In our investigation of the changing faces of Mary, we saw how at each new historical moment for Christians, the mystery of Mary unveils a different facet, one that deeply touches people’s needs and places women in active participation on an equal basis with men. This perspective is not yet something achieved in our era, but it is being announced strongly and vigorously, and along with Mary, brings life to the future.
‘Mary wears whatever face can be recognised by particular people at particular moments. When that face is true to the woman of the New Testament, it demands a whole response, both inner humility and outer justice, similar to the one Mary expressed in her Magnificat: ‘He has thrown down the rulers from their thrones, but lifted up the lowly’.” (Sally Cunneen, In Search of Mary, 1996).
Mary and devotions
We must avoid making superficial or hasty judgments about popular religious imagination and piety, either in its preaching or devotional expressions, however odd they appear to us today. The simpler Catholic faithful have sought in Mary a strength which enabled them to interpret life, to experience the love of God in their lives, to feel accompanied and not abandoned, and to continue to hope, no matter how bad their circumstances. It was Vatican II’s task to bring Marian devotion within the limits of sound theology.
It is never easy to live in a time of great change.
People tend to be defensive when something new is presented. Jesus’ own experience when he proclaimed his new message – the Reign of God – into history was opposed by the priestly Sadducees and the pious Pharisees. Why? Because they were so sure they were right. Jesus never bluntly told them they were wrong. He called on them to consider that there may be other ways of that might lead to better living and growing in the love of God. This message is a vital necessity in a fragmented church.

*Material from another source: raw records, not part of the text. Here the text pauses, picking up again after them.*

//! The raw, caller-supplied parameter bag.
//!
//! Every field is optional and kept as a string: absence (`None`) is
//! distinct from an empty string. Values may arrive as numbers in TOML or
//! JSON documents, so each field accepts any scalar and stores its textual
//! form.

use serde::{Deserialize, Deserializer, Serialize};

/// Flat bag of map parameters exactly as supplied by the caller.
///
/// Deserializing ignores fields it does not know. Documents from users go
/// through a key/value table and `species_map_params::raw_from_pairs`
/// instead, so unknown keys are reported.
#[derive(Debug, Clone, Default, PartialEq, Eq, Serialize, Deserialize)]
#[serde(rename_all = "camelCase", default)]
pub struct RawMapParams {
    /// Grid reference for the bottom-left corner of a bounding box. Use with `tr`.
    #[serde(deserialize_with = "scalar", skip_serializing_if = "Option::is_none")]
    pub bl: Option<String>,
    /// Grid reference for the top-right corner of a bounding box. Use with `bl`.
    #[serde(deserialize_with = "scalar", skip_serializing_if = "Option::is_none")]
    pub tr: Option<String>,
    /// `easting,northing` pair for the bottom-left corner. Use with `trCoord`.
    #[serde(deserialize_with = "scalar", skip_serializing_if = "Option::is_none")]
    pub bl_coord: Option<String>,
    /// `easting,northing` pair for the top-right corner. Use with `blCoord`.
    #[serde(deserialize_with = "scalar", skip_serializing_if = "Option::is_none")]
    pub tr_coord: Option<String>,
    /// Start year (inclusive) of the lower date band.
    #[serde(deserialize_with = "scalar", skip_serializing_if = "Option::is_none")]
    pub b0from: Option<String>,
    /// End year (inclusive) of the lower date band.
    #[serde(deserialize_with = "scalar", skip_serializing_if = "Option::is_none")]
    pub b0to: Option<String>,
    /// Fill colour of the lower date band.
    #[serde(deserialize_with = "scalar", skip_serializing_if = "Option::is_none")]
    pub b0fill: Option<String>,
    /// Border colour of the lower date band (not implemented).
    #[serde(deserialize_with = "scalar", skip_serializing_if = "Option::is_none")]
    pub b0bord: Option<String>,
    /// Start year (inclusive) of the middle date band.
    #[serde(deserialize_with = "scalar", skip_serializing_if = "Option::is_none")]
    pub b1from: Option<String>,
    /// End year (inclusive) of the middle date band.
    #[serde(deserialize_with = "scalar", skip_serializing_if = "Option::is_none")]
    pub b1to: Option<String>,
    /// Fill colour of the middle date band.
    #[serde(deserialize_with = "scalar", skip_serializing_if = "Option::is_none")]
    pub b1fill: Option<String>,
    /// Border colour of the middle date band (not implemented).
    #[serde(deserialize_with = "scalar", skip_serializing_if = "Option::is_none")]
    pub b1bord: Option<String>,
    /// Start year (inclusive) of the upper date band.
    #[serde(deserialize_with = "scalar", skip_serializing_if = "Option::is_none")]
    pub b2from: Option<String>,
    /// End year (inclusive) of the upper date band.
    #[serde(deserialize_with = "scalar", skip_serializing_if = "Option::is_none")]
    pub b2to: Option<String>,
    /// Fill colour of the upper date band.
    #[serde(deserialize_with = "scalar", skip_serializing_if = "Option::is_none")]
    pub b2fill: Option<String>,
    /// Border colour of the upper date band (not implemented).
    #[serde(deserialize_with = "scalar", skip_serializing_if = "Option::is_none")]
    pub b2bord: Option<String>,
    /// Background overlay. Only `vc` (vice-county boundaries) is recognised.
    #[serde(deserialize_with = "scalar", skip_serializing_if = "Option::is_none")]
    pub bg: Option<String>,
    /// Cache lifetime in days (not implemented).
    #[serde(deserialize_with = "scalar", skip_serializing_if = "Option::is_none")]
    pub cachedays: Option<String>,
    /// Comma-separated list of data resource ids to restrict records to.
    #[serde(deserialize_with = "scalar", skip_serializing_if = "Option::is_none")]
    pub ds: Option<String>,
    /// Grid overlay (not implemented).
    #[serde(deserialize_with = "scalar", skip_serializing_if = "Option::is_none")]
    pub gd: Option<String>,
    /// Map height in pixels.
    #[serde(deserialize_with = "scalar", skip_serializing_if = "Option::is_none")]
    pub h: Option<String>,
    /// Map width in pixels.
    #[serde(deserialize_with = "scalar", skip_serializing_if = "Option::is_none")]
    pub w: Option<String>,
    /// Attribution mode: `0` none, `1` external (default), `2` internal.
    #[serde(deserialize_with = "scalar", skip_serializing_if = "Option::is_none")]
    pub logo: Option<String>,
    /// Double resolution tiles (not implemented).
    #[serde(deserialize_with = "scalar", skip_serializing_if = "Option::is_none")]
    pub retina: Option<String>,
    /// Grid square size: `50km`, `10km` (default), `2km`, `1km` or `100m`.
    #[serde(deserialize_with = "scalar", skip_serializing_if = "Option::is_none")]
    pub res: Option<String>,
    /// Vice-county number to zoom to.
    #[serde(deserialize_with = "scalar", skip_serializing_if = "Option::is_none")]
    pub vc: Option<String>,
    /// Named region to zoom to (`uk`, `england`, `scotland`, ...).
    #[serde(deserialize_with = "scalar", skip_serializing_if = "Option::is_none")]
    pub zoom: Option<String>,
    /// Comma-separated, ordered list of base layers.
    #[serde(deserialize_with = "scalar", skip_serializing_if = "Option::is_none")]
    pub base: Option<String>,
    /// `1` lets a click on the map retrieve occurrence records (default `1`).
    #[serde(deserialize_with = "scalar", skip_serializing_if = "Option::is_none")]
    pub clickable: Option<String>,
    /// `1` enables interactive map controls (default `0`).
    #[serde(deserialize_with = "scalar", skip_serializing_if = "Option::is_none")]
    pub interactive: Option<String>,
    /// Point size used by the accepted/unconfirmed layers (default `4`).
    #[serde(deserialize_with = "scalar", skip_serializing_if = "Option::is_none")]
    pub point_size: Option<String>,
    /// Custom WMS reflect query. Overrides date bands and the
    /// accepted/unconfirmed split.
    #[serde(deserialize_with = "scalar", skip_serializing_if = "Option::is_none")]
    pub query: Option<String>,
    /// `1` restricts explore results to the target location (default `1`).
    #[serde(deserialize_with = "scalar", skip_serializing_if = "Option::is_none")]
    pub region: Option<String>,
    /// `1` enables scroll-wheel zoom (default `0`).
    #[serde(deserialize_with = "scalar", skip_serializing_if = "Option::is_none")]
    pub scroll_zoom: Option<String>,
    /// `1` splits accepted and unconfirmed records into two layers (default `0`).
    #[serde(deserialize_with = "scalar", skip_serializing_if = "Option::is_none")]
    pub unconfirmed: Option<String>,
}

impl RawMapParams {
    /// Every key understood by [`Self::set`], in declaration order.
    pub const KEYS: &'static [&'static str] = &[
        "bl",
        "tr",
        "blCoord",
        "trCoord",
        "b0from",
        "b0to",
        "b0fill",
        "b0bord",
        "b1from",
        "b1to",
        "b1fill",
        "b1bord",
        "b2from",
        "b2to",
        "b2fill",
        "b2bord",
        "bg",
        "cachedays",
        "ds",
        "gd",
        "h",
        "w",
        "logo",
        "retina",
        "res",
        "vc",
        "zoom",
        "base",
        "clickable",
        "interactive",
        "pointSize",
        "query",
        "region",
        "scrollZoom",
        "unconfirmed",
    ];

    /// Sets a field by its external (camelCase) key.
    ///
    /// Keys are matched case-insensitively. Returns `false` if the key is
    /// not a known parameter, in which case nothing is changed.
    pub fn set(&mut self, key: &str, value: impl Into<String>) -> bool {
        let Some(slot) = self.slot_mut(key) else {
            return false;
        };
        *slot = Some(value.into());
        true
    }

    /// Returns the value of a field by its external (camelCase) key.
    #[must_use]
    pub fn get(&self, key: &str) -> Option<&str> {
        let key = Self::canonical_key(key)?;
        let value = match key {
            "bl" => &self.bl,
            "tr" => &self.tr,
            "blCoord" => &self.bl_coord,
            "trCoord" => &self.tr_coord,
            "b0from" => &self.b0from,
            "b0to" => &self.b0to,
            "b0fill" => &self.b0fill,
            "b0bord" => &self.b0bord,
            "b1from" => &self.b1from,
            "b1to" => &self.b1to,
            "b1fill" => &self.b1fill,
            "b1bord" => &self.b1bord,
            "b2from" => &self.b2from,
            "b2to" => &self.b2to,
            "b2fill" => &self.b2fill,
            "b2bord" => &self.b2bord,
            "bg" => &self.bg,
            "cachedays" => &self.cachedays,
            "ds" => &self.ds,
            "gd" => &self.gd,
            "h" => &self.h,
            "w" => &self.w,
            "logo" => &self.logo,
            "retina" => &self.retina,
            "res" => &self.res,
            "vc" => &self.vc,
            "zoom" => &self.zoom,
            "base" => &self.base,
            "clickable" => &self.clickable,
            "interactive" => &self.interactive,
            "pointSize" => &self.point_size,
            "query" => &self.query,
            "region" => &self.region,
            "scrollZoom" => &self.scroll_zoom,
            "unconfirmed" => &self.unconfirmed,
            _ => return None,
        };
        value.as_deref()
    }

    fn slot_mut(&mut self, key: &str) -> Option<&mut Option<String>> {
        let key = Self::canonical_key(key)?;
        Some(match key {
            "bl" => &mut self.bl,
            "tr" => &mut self.tr,
            "blCoord" => &mut self.bl_coord,
            "trCoord" => &mut self.tr_coord,
            "b0from" => &mut self.b0from,
            "b0to" => &mut self.b0to,
            "b0fill" => &mut self.b0fill,
            "b0bord" => &mut self.b0bord,
            "b1from" => &mut self.b1from,
            "b1to" => &mut self.b1to,
            "b1fill" => &mut self.b1fill,
            "b1bord" => &mut self.b1bord,
            "b2from" => &mut self.b2from,
            "b2to" => &mut self.b2to,
            "b2fill" => &mut self.b2fill,
            "b2bord" => &mut self.b2bord,
            "bg" => &mut self.bg,
            "cachedays" => &mut self.cachedays,
            "ds" => &mut self.ds,
            "gd" => &mut self.gd,
            "h" => &mut self.h,
            "w" => &mut self.w,
            "logo" => &mut self.logo,
            "retina" => &mut self.retina,
            "res" => &mut self.res,
            "vc" => &mut self.vc,
            "zoom" => &mut self.zoom,
            "base" => &mut self.base,
            "clickable" => &mut self.clickable,
            "interactive" => &mut self.interactive,
            "pointSize" => &mut self.point_size,
            "query" => &mut self.query,
            "region" => &mut self.region,
            "scrollZoom" => &mut self.scroll_zoom,
            "unconfirmed" => &mut self.unconfirmed,
            _ => return None,
        })
    }

    fn canonical_key(key: &str) -> Option<&'static str> {
        Self::KEYS
            .iter()
            .copied()
            .find(|known| known.eq_ignore_ascii_case(key))
    }
}

/// Builds a parameter bag from `(key, value)` pairs, skipping unknown
/// keys without a trace. Callers holding untrusted input should build
/// through `species_map_params::raw_from_pairs`, which reports them.
impl<K: AsRef<str>, V: Into<String>> FromIterator<(K, V)> for RawMapParams {
    fn from_iter<I: IntoIterator<Item = (K, V)>>(iter: I) -> Self {
        let mut params = Self::default();
        for (key, value) in iter {
            params.set(key.as_ref(), value);
        }
        params
    }
}

/// Any scalar a config document may hold for a parameter.
#[derive(Deserialize)]
#[serde(untagged)]
enum Scalar {
    Text(String),
    Integer(i64),
    Float(f64),
    Flag(bool),
}

fn scalar<'de, D>(deserializer: D) -> Result<Option<String>, D::Error>
where
    D: Deserializer<'de>,
{
    let value = Option::<Scalar>::deserialize(deserializer)?;
    Ok(value.map(|scalar| match scalar {
        Scalar::Text(text) => text,
        Scalar::Integer(number) => number.to_string(),
        Scalar::Float(number) => number.to_string(),
        Scalar::Flag(flag) => String::from(if flag { "1" } else { "0" }),
    }))
}

#[cfg(test)]
mod tests {
    use super::*;

    #[test]
    fn deserializes_numbers_as_strings() {
        let params: RawMapParams = serde_json::from_value(serde_json::json!({
            "b0from": 1990,
            "b0to": "2000",
            "retina": 2,
            "pointSize": 6,
            "scrollZoom": true,
        }))
        .unwrap();

        assert_eq!(params.b0from.as_deref(), Some("1990"));
        assert_eq!(params.b0to.as_deref(), Some("2000"));
        assert_eq!(params.retina.as_deref(), Some("2"));
        assert_eq!(params.point_size.as_deref(), Some("6"));
        assert_eq!(params.scroll_zoom.as_deref(), Some("1"));
        assert!(params.bl.is_none());
    }

    #[test]
    fn absent_is_distinct_from_empty() {
        let params: RawMapParams =
            serde_json::from_value(serde_json::json!({ "bl": "" })).unwrap();
        assert_eq!(params.bl.as_deref(), Some(""));
        assert_eq!(params.tr, None);
    }

    #[test]
    fn deserializes_from_toml() {
        let params: RawMapParams = toml::from_str(
            r#"
            blCoord = "350000,350000"
            trCoord = "360000,360000"
            unconfirmed = 1
            "#,
        )
        .unwrap();
        assert_eq!(params.bl_coord.as_deref(), Some("350000,350000"));
        assert_eq!(params.unconfirmed.as_deref(), Some("1"));
    }

    #[test]
    fn set_and_get_by_external_key() {
        let mut params = RawMapParams::default();
        assert!(params.set("blCoord", "1,2"));
        assert!(params.set("SCROLLZOOM", "1"));
        assert!(!params.set("bogus", "1"));

        assert_eq!(params.get("blcoord"), Some("1,2"));
        assert_eq!(params.scroll_zoom.as_deref(), Some("1"));
        assert_eq!(params.get("bogus"), None);
    }

    #[test]
    fn every_key_is_settable() {
        let mut params = RawMapParams::default();
        for key in RawMapParams::KEYS {
            assert!(params.set(key, "x"), "key {key} not settable");
            assert_eq!(params.get(key), Some("x"));
        }
    }

    #[test]
    fn collects_from_pairs() {
        let params: RawMapParams = [("vc", "39"), ("zoom", "wales"), ("nope", "1")]
            .into_iter()
            .collect();
        assert_eq!(params.vc.as_deref(), Some("39"));
        assert_eq!(params.zoom.as_deref(), Some("wales"));
    }
}
//! Field sanitisers.
//!
//! Every function here takes the raw value as supplied (`None` when the
//! caller omitted it), reports anything suspicious, and always returns a
//! usable value. None of them panic.

use std::str::FromStr;
use std::sync::LazyLock;

use regex::Regex;
use reqwest::Url;
use species_map_params_models::Colour;
use strum::VariantNames;

use crate::diagnostics::{ParamWarning, Reporter};

/// Characters outside `[a-zA-Z0-9-]`, stripped before enum matching.
static NOT_ENUM_TOKEN: LazyLock<Regex> =
    LazyLock::new(|| Regex::new("[^a-zA-Z0-9-]").unwrap_or_else(|_| unreachable!()));

/// Earliest and latest year a date band accepts.
pub const YEAR_RANGE: std::ops::RangeInclusive<u16> = 1000..=3000;

/// Removes every character matched by `disallowed`.
///
/// Reports when anything was removed. Returns `fallback` when the value
/// was omitted or nothing is left.
pub fn sanitise_free_text(
    name: &str,
    raw: Option<&str>,
    disallowed: &Regex,
    fallback: &str,
    reporter: &dyn Reporter,
) -> String {
    let Some(raw) = raw else {
        return fallback.to_string();
    };
    let clean = disallowed.replace_all(raw, "");
    if clean != raw {
        reporter.report(ParamWarning::InvalidCharacters {
            name: name.to_string(),
            value: raw.to_string(),
            replacement: clean.to_string(),
        });
    }
    if clean.is_empty() {
        fallback.to_string()
    } else {
        clean.into_owned()
    }
}

/// Matches a value against a list of accepted tokens.
///
/// The value is stripped to `[a-zA-Z0-9-]` and lower-cased first. An
/// omitted value yields `fallback` silently; an unmatched one yields
/// `fallback` and a warning listing `allowed`.
pub fn sanitise_enum(
    name: &str,
    raw: Option<&str>,
    allowed: &[&str],
    fallback: &str,
    reporter: &dyn Reporter,
) -> String {
    match_token(name, raw, allowed, reporter).map_or_else(|| fallback.to_string(), str::to_string)
}

/// [`sanitise_enum`] over the tokens of a `strum` enum.
///
/// Returns `None` when the value was omitted or not recognised.
pub fn sanitise_enum_as<T>(name: &str, raw: Option<&str>, reporter: &dyn Reporter) -> Option<T>
where
    T: FromStr + VariantNames,
{
    match_token(name, raw, T::VARIANTS, reporter).and_then(|token| T::from_str(token).ok())
}

/// Reads a `0`/`1` flag.
pub fn sanitise_flag(name: &str, raw: Option<&str>, fallback: bool, reporter: &dyn Reporter) -> bool {
    match_token(name, raw, &["0", "1"], reporter).map_or(fallback, |token| token == "1")
}

fn match_token<'a>(
    name: &str,
    raw: Option<&str>,
    allowed: &[&'a str],
    reporter: &dyn Reporter,
) -> Option<&'a str> {
    let raw = raw?;
    let clean = sanitise_free_text(name, Some(raw), &NOT_ENUM_TOKEN, "", reporter).to_lowercase();

    let matched = allowed.iter().copied().find(|token| *token == clean);
    if matched.is_none() {
        reporter.report(ParamWarning::UnrecognisedValue {
            name: name.to_string(),
            value: clean,
            valid: allowed.join(", "),
        });
    }
    matched
}

/// Accepts only a syntactically valid absolute URL, returned verbatim.
pub fn sanitise_url(name: &str, raw: Option<&str>, reporter: &dyn Reporter) -> Option<String> {
    let raw = raw?;
    match Url::parse(raw) {
        Ok(_) => Some(raw.to_string()),
        Err(e) => {
            log::debug!("Rejected URL for '{name}': {e}");
            reporter.report(ParamWarning::InvalidUrl {
                name: name.to_string(),
                value: raw.to_string(),
            });
            None
        }
    }
}

/// Reads a six digit hex colour, falling back to `preset`.
///
/// The value (or `preset` if omitted or empty) is upper-cased and stripped
/// of non-hex characters, so `#ff00ff` reads as `FF00FF`. Anything that
/// does not leave exactly six digits is an error and yields `preset`.
pub fn sanitise_fill(
    name: &str,
    raw: Option<&str>,
    preset: &Colour,
    reporter: &dyn Reporter,
) -> Colour {
    let value = raw.filter(|raw| !raw.is_empty()).unwrap_or(preset.as_str());
    let digits: String = value
        .to_ascii_uppercase()
        .chars()
        .filter(char::is_ascii_hexdigit)
        .collect();

    Colour::parse_hex(&digits).unwrap_or_else(|| {
        reporter.report(ParamWarning::InvalidFill {
            name: name.to_string(),
            value: value.to_string(),
            fallback: preset.to_string(),
        });
        preset.clone()
    })
}

/// Reads a whole year in [`YEAR_RANGE`].
///
/// Anything else, including an empty value, is reported as an error and
/// yields `None`.
pub fn sanitise_year(name: &str, raw: Option<&str>, reporter: &dyn Reporter) -> Option<u16> {
    let value = raw.unwrap_or_default();
    let year = value
        .trim()
        .parse::<u16>()
        .ok()
        .filter(|year| YEAR_RANGE.contains(year));
    if year.is_none() {
        reporter.report(ParamWarning::InvalidYear {
            name: name.to_string(),
            value: value.to_string(),
        });
    }
    year
}

#[cfg(test)]
mod tests {
    use species_map_params_models::{GridResolution, NamedRegion};

    use super::*;
    use crate::diagnostics::CollectingReporter;

    fn regex(pattern: &str) -> Regex {
        Regex::new(pattern).unwrap()
    }

    #[test]
    fn free_text_strips_and_warns() {
        let reporter = CollectingReporter::new();
        let clean = sanitise_free_text("tvk", Some("NHMSYS-0000 530739"), &regex("[^a-zA-Z0-9]"), "", &reporter);
        assert_eq!(clean, "NHMSYS0000530739");
        assert_eq!(
            reporter.warnings(),
            vec![ParamWarning::InvalidCharacters {
                name: "tvk".into(),
                value: "NHMSYS-0000 530739".into(),
                replacement: "NHMSYS0000530739".into(),
            }]
        );
    }

    #[test]
    fn free_text_falls_back_when_empty_or_absent() {
        let reporter = CollectingReporter::new();
        let digits = regex("[^0-9]");
        assert_eq!(sanitise_free_text("pointSize", None, &digits, "4", &reporter), "4");
        assert!(reporter.is_empty());
        assert_eq!(sanitise_free_text("pointSize", Some("big"), &digits, "4", &reporter), "4");
        assert_eq!(reporter.warnings().len(), 1);
        assert_eq!(sanitise_free_text("pointSize", Some("6"), &digits, "4", &reporter), "6");
    }

    #[test]
    fn enum_matches_after_cleaning() {
        let reporter = CollectingReporter::new();
        let allowed = ["50km", "10km", "2km", "1km", "100m"];
        assert_eq!(sanitise_enum("res", Some("2KM"), &allowed, "", &reporter), "2km");
        assert!(reporter.is_empty());

        assert_eq!(sanitise_enum("res", Some("5km"), &allowed, "10km", &reporter), "10km");
        let warnings = reporter.take();
        assert_eq!(
            warnings,
            vec![ParamWarning::UnrecognisedValue {
                name: "res".into(),
                value: "5km".into(),
                valid: "50km, 10km, 2km, 1km, 100m".into(),
            }]
        );

        assert_eq!(sanitise_enum("res", None, &allowed, "10km", &reporter), "10km");
        assert!(reporter.is_empty());
    }

    #[test]
    fn typed_enum() {
        let reporter = CollectingReporter::new();
        assert_eq!(
            sanitise_enum_as::<NamedRegion>("zoom", Some("Sco-Mainland"), &reporter),
            Some(NamedRegion::ScoMainland)
        );
        assert_eq!(
            sanitise_enum_as::<GridResolution>("res", Some("100m"), &reporter),
            Some(GridResolution::M100)
        );
        assert_eq!(sanitise_enum_as::<NamedRegion>("zoom", Some("mars"), &reporter), None);
        assert_eq!(reporter.warnings().len(), 1);
    }

    #[test]
    fn flags() {
        let reporter = CollectingReporter::new();
        assert!(sanitise_flag("clickable", None, true, &reporter));
        assert!(!sanitise_flag("clickable", Some("0"), true, &reporter));
        assert!(sanitise_flag("interactive", Some("yes"), true, &reporter));
        assert_eq!(reporter.warnings().len(), 1);
    }

    #[test]
    fn url_must_be_absolute() {
        let reporter = CollectingReporter::new();
        assert!(sanitise_url("query", None, &reporter).is_none());
        assert!(reporter.is_empty());

        let url = sanitise_url(
            "query",
            Some("https://records-ws.nbnatlas.org/ogc/wms/reflect?q=*:*"),
            &reporter,
        );
        assert_eq!(
            url.as_deref(),
            Some("https://records-ws.nbnatlas.org/ogc/wms/reflect?q=*:*")
        );

        assert!(sanitise_url("query", Some("not a url"), &reporter).is_none());
        assert!(sanitise_url("query", Some("/relative/path"), &reporter).is_none());
        assert_eq!(reporter.warnings().len(), 2);
    }

    #[test]
    fn fill_accepts_six_hex_digits() {
        let reporter = CollectingReporter::new();
        for (raw, expected) in [("ff00ff", "FF00FF"), ("#00ffFF", "00FFFF"), ("E6704C", "E6704C")] {
            let fill = sanitise_fill("b0fill", Some(raw), &Colour::YELLOW, &reporter);
            assert_eq!(fill.as_str(), expected);
        }
        assert!(reporter.is_empty());
    }

    #[test]
    fn fill_falls_back_to_preset() {
        let reporter = CollectingReporter::new();
        for raw in ["red", "FF00F", "FF00FF00", "zzzzzz"] {
            let fill = sanitise_fill("b1fill", Some(raw), &Colour::MAGENTA, &reporter);
            assert_eq!(fill, Colour::MAGENTA, "{raw}");
        }
        assert_eq!(reporter.warnings().len(), 4);
        assert!(reporter.warnings().iter().all(|w| w.level() == log::Level::Error));

        assert_eq!(sanitise_fill("b2fill", None, &Colour::CYAN, &reporter), Colour::CYAN);
        assert_eq!(sanitise_fill("b2fill", Some(""), &Colour::CYAN, &reporter), Colour::CYAN);
        assert_eq!(reporter.warnings().len(), 4);
    }

    #[test]
    fn years_must_be_whole_and_in_range() {
        let reporter = CollectingReporter::new();
        assert_eq!(sanitise_year("b0from", Some("1000"), &reporter), Some(1000));
        assert_eq!(sanitise_year("b0from", Some("3000"), &reporter), Some(3000));
        assert_eq!(sanitise_year("b0to", Some(" 1995 "), &reporter), Some(1995));
        assert!(reporter.is_empty());

        for raw in ["999", "3001", "19x0", "1990.5", "", "-2000"] {
            assert_eq!(sanitise_year("b0to", Some(raw), &reporter), None, "{raw}");
        }
        assert_eq!(sanitise_year("b0to", None, &reporter), None);
        assert_eq!(reporter.warnings().len(), 7);
    }
}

A Mariology for our times is not just a matter of Western and/or feminist issues. I have drawn on the Sri Lankan theologian, Fr Aloysius Pieris (The Christhood of Jesus and the Discipleship of Mary, 2000), and Hyun Kyung Chung (Struggle to be the Sun Again: Introducing Asian Women’s Theology, 1990), who asks a vital question: ‘Who is Mary for today’s Asian women?’ Every age forms its own picture of Mary, in accord with its picture of discipleship.
Mary and Scripture
I would like again to touch on the Mariology I see developing out of the Vatican II document Lumen Gentium and Paul VI’s apostolic exhortation Marialis Cultus. It must be solidly based on Scripture. There was a concern at Vatican II that Mariology had lost its contact with its biblical sources.
To some extent the Protestant stance of ‘scripture alone’ contributed to the situation that little Mariology or even theology was built on the Bible. But now we are told firmly that ‘The Bible is the basic prayer book of Christians. Devotion to the Blessed Virgin cannot be exempt’ (MC #30). Some of the best work on Mary has come from biblical scholars with considerable ecumenical appeal.
There is a developing perspective that captures our attention when we see Mary as a model for the ministry of the Word, for the world and the Church.
The gospels show an understanding of Mary’s role as virgin, mother and disciple that is often different from the one we have traditionally been given. The virginity of Mary in the gospels is her openness to the Word. As mother, she nourishes the Word while being nourished by it. The most pronounced feature of Mary’s personality in the Gospels is her discipleship, which leads her to follow the Word, even to its disclosure on the cross. Anyone who aspires to ministry must, like her, give life to the Word.
As Fr Pieris said to a meeting of Marist Brother Provincials and leaders, ‘We must conceive the Word and help it grow before we can give it to others.’